In Rekordgeschwindigkeit erreichte Logan Bradford House. "Collin!" Zielstrebig schritt er den dämmrigen Korridor

entlang. "Was soll der Lärm?" rief der Alte aus dem Esszimmer. Logan betrat den Raum, dabei ließ er im Vorbeigehen Rollos

hochschnellen. Collin saß am Kopfende des langen Mahagonitisches und sah

Logan erstaunt an. Grußlos zog Logan einen Stuhl hervor und setzte sich. "Ich

will eine Erklärung", forderte er. Betont langsam ließ Collin den Suppenlöffel sinken. "Eine

Erklärung? Wofür?" "Für das hier." Logan warf seinem Vater Suzannas Brief über

den Tisch zu. Collin blickte von dem Brief zu Logan, dann wieder auf den

Brief. Um seine Lippen spielte ein schwaches Lächeln. "So, so." Das Lächeln vertiefte sich. "Ich muss sagen, es tut gut, endlich mal wieder eine Runde zu gewinnen."

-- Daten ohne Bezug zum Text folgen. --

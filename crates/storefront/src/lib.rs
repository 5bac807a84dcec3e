//! Vitrina storefront library.
//!
//! The public JSON API: catalog browsing, a session cart and checkout via
//! messenger hand-off. Exposed as a library so the router can be driven in
//! tests without a database.

#![cfg_attr(not(test), forbid(unsafe_code))]

pub mod config;
pub mod error;
pub mod middleware;
pub mod models;
pub mod routes;
pub mod state;

#[cfg(test)]
mod test_support;
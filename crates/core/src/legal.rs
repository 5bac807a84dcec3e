//! Legal documents (privacy policy, terms of service, public offer).

use chrono::{DateTime, Utc};
use serde::{Deserialize, Serialize};

use crate::types::LegalDocumentId;

/// Which legal document.
#[derive(Debug, Clone, Copy, PartialEq, Eq, Hash, Serialize, Deserialize)]
#[serde(rename_all = "snake_case")]
pub enum LegalDocumentKind {
    PrivacyPolicy,
    TermsOfService,
    PublicOffer,
}

impl LegalDocumentKind {
    pub const ALL: [Self; 3] = [Self::PrivacyPolicy, Self::TermsOfService, Self::PublicOffer];

    /// The stored `type` value, also used as the object-name prefix.
    #[must_use]
    pub const fn as_str(self) -> &'static str {
        match self {
            Self::PrivacyPolicy => "privacy_policy",
            Self::TermsOfService => "terms_of_service",
            Self::PublicOffer => "public_offer",
        }
    }

    /// Display title.
    #[must_use]
    pub const fn title(self) -> &'static str {
        match self {
            Self::PrivacyPolicy => "Политика конфиденциальности",
            Self::TermsOfService => "Пользовательское соглашение",
            Self::PublicOffer => "Публичная оферта",
        }
    }

    /// Text shown while no file has been uploaded for this kind.
    #[must_use]
    pub fn placeholder_content(self) -> String {
        format!(
            "{} будет доступна после загрузки документа через админ-панель.",
            self.title()
        )
    }
}

impl std::fmt::Display for LegalDocumentKind {
    fn fmt(&self, f: &mut std::fmt::Formatter<'_>) -> std::fmt::Result {
        f.write_str(self.as_str())
    }
}

impl std::str::FromStr for LegalDocumentKind {
    type Err = crate::types::UnknownStatus;

    fn from_str(s: &str) -> Result<Self, Self::Err> {
        Self::ALL
            .into_iter()
            .find(|kind| kind.as_str() == s)
            .ok_or_else(|| crate::types::UnknownStatus {
                kind: "legal document",
                value: s.to_owned(),
            })
    }
}

/// A stored legal document.
#[derive(Debug, Clone, PartialEq, Eq, Serialize, Deserialize)]
pub struct LegalDocument {
    pub id: LegalDocumentId,
    pub kind: LegalDocumentKind,
    pub title: String,
    /// Public URL of the uploaded file.
    pub file_url: Option<String>,
    /// Original name of the uploaded file.
    pub file_name: Option<String>,
    pub content: Option<String>,
    pub created_at: DateTime<Utc>,
    pub updated_at: DateTime<Utc>,
}

impl LegalDocument {
    /// Whether a file is currently attached.
    #[must_use]
    pub const fn has_file(&self) -> bool {
        self.file_url.is_some()
    }
}

/// A freshly uploaded file to attach to a legal document kind.
#[derive(Debug, Clone, PartialEq, Eq)]
pub struct LegalDocumentUpload {
    pub kind: LegalDocumentKind,
    pub file_url: String,
    pub file_name: String,
}
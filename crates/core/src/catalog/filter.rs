//! Catalog filter state.

use serde::{Deserialize, Serialize};

use super::CategoryTree;

/// Sort key for the catalog listing.
#[derive(Debug, Clone, Copy, PartialEq, Eq, Serialize, Deserialize)]
#[serde(rename_all = "snake_case")]
pub enum SortKey {
    Name,
    Price,
    /// Date added (`created_at`).
    Date,
}

/// Sort direction.
#[derive(Debug, Clone, Copy, Default, PartialEq, Eq, Serialize, Deserialize)]
#[serde(rename_all = "snake_case")]
pub enum SortDirection {
    Asc,
    #[default]
    Desc,
}

/// Errors from updating a [`FilterState`].
#[derive(thiserror::Error, Debug, Clone, PartialEq, Eq)]
pub enum FilterError {
    #[error("unknown subcategory: {0}")]
    UnknownSubcategory(String),
}

/// Current catalog selection: category, sort and price range.
///
/// Fields are private so the category/subcategory relationship can only be
/// changed through the selection methods: a selected subcategory always
/// comes with its parent category, and changing the category drops the
/// subcategory.
#[derive(Debug, Clone, Default, PartialEq, Eq, Serialize)]
pub struct FilterState {
    category: Option<String>,
    subcategory: Option<String>,
    sort: Option<SortKey>,
    direction: SortDirection,
    min_price: Option<i64>,
    max_price: Option<i64>,
}

impl FilterState {
    #[must_use]
    pub fn new() -> Self {
        Self::default()
    }

    #[must_use]
    pub fn category(&self) -> Option<&str> {
        self.category.as_deref()
    }

    #[must_use]
    pub fn subcategory(&self) -> Option<&str> {
        self.subcategory.as_deref()
    }

    #[must_use]
    pub const fn sort(&self) -> Option<SortKey> {
        self.sort
    }

    #[must_use]
    pub const fn direction(&self) -> SortDirection {
        self.direction
    }

    #[must_use]
    pub const fn min_price(&self) -> Option<i64> {
        self.min_price
    }

    #[must_use]
    pub const fn max_price(&self) -> Option<i64> {
        self.max_price
    }

    /// Select a root category, clearing any subcategory.
    pub fn select_category(&mut self, name: impl Into<String>) {
        self.category = Some(name.into());
        self.subcategory = None;
    }

    /// Select a subcategory and its parent category.
    ///
    /// # Errors
    ///
    /// Returns [`FilterError::UnknownSubcategory`] if no root category in the
    /// tree owns a subcategory with this name; the state is left unchanged.
    pub fn select_subcategory(
        &mut self,
        tree: &CategoryTree,
        name: impl Into<String>,
    ) -> Result<(), FilterError> {
        let name = name.into();
        let parent = tree
            .parent_of(&name)
            .ok_or_else(|| FilterError::UnknownSubcategory(name.clone()))?;
        self.category = Some(parent.name.clone());
        self.subcategory = Some(name);
        Ok(())
    }

    /// Clear both category and subcategory.
    pub fn clear_category(&mut self) {
        self.category = None;
        self.subcategory = None;
    }

    /// Set or unset the sort key and direction.
    pub const fn set_sort(&mut self, key: Option<SortKey>, direction: SortDirection) {
        self.sort = key;
        self.direction = direction;
    }

    /// Set the inclusive price range; `None` leaves that side open.
    pub const fn set_price_range(&mut self, min: Option<i64>, max: Option<i64>) {
        self.min_price = min;
        self.max_price = max;
    }
}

Logan ließ die Faust so heftig auf den Tisch krachen, dass Collins Suppe überschwappte. "Und was für eine Runde hast du gewonnen, Vater? Los, raus mit der Sprache. Ich will es wissen."

Gelassen wischte Collin sich den Mund mit der Serviette ab und legte sie neben die Suppenschale. "Den Kampf um den Jungen natürlich. Deswegen haben wir uns doch auf den Wettstreit mit Suzanna Keating eingelassen, oder etwa nicht?"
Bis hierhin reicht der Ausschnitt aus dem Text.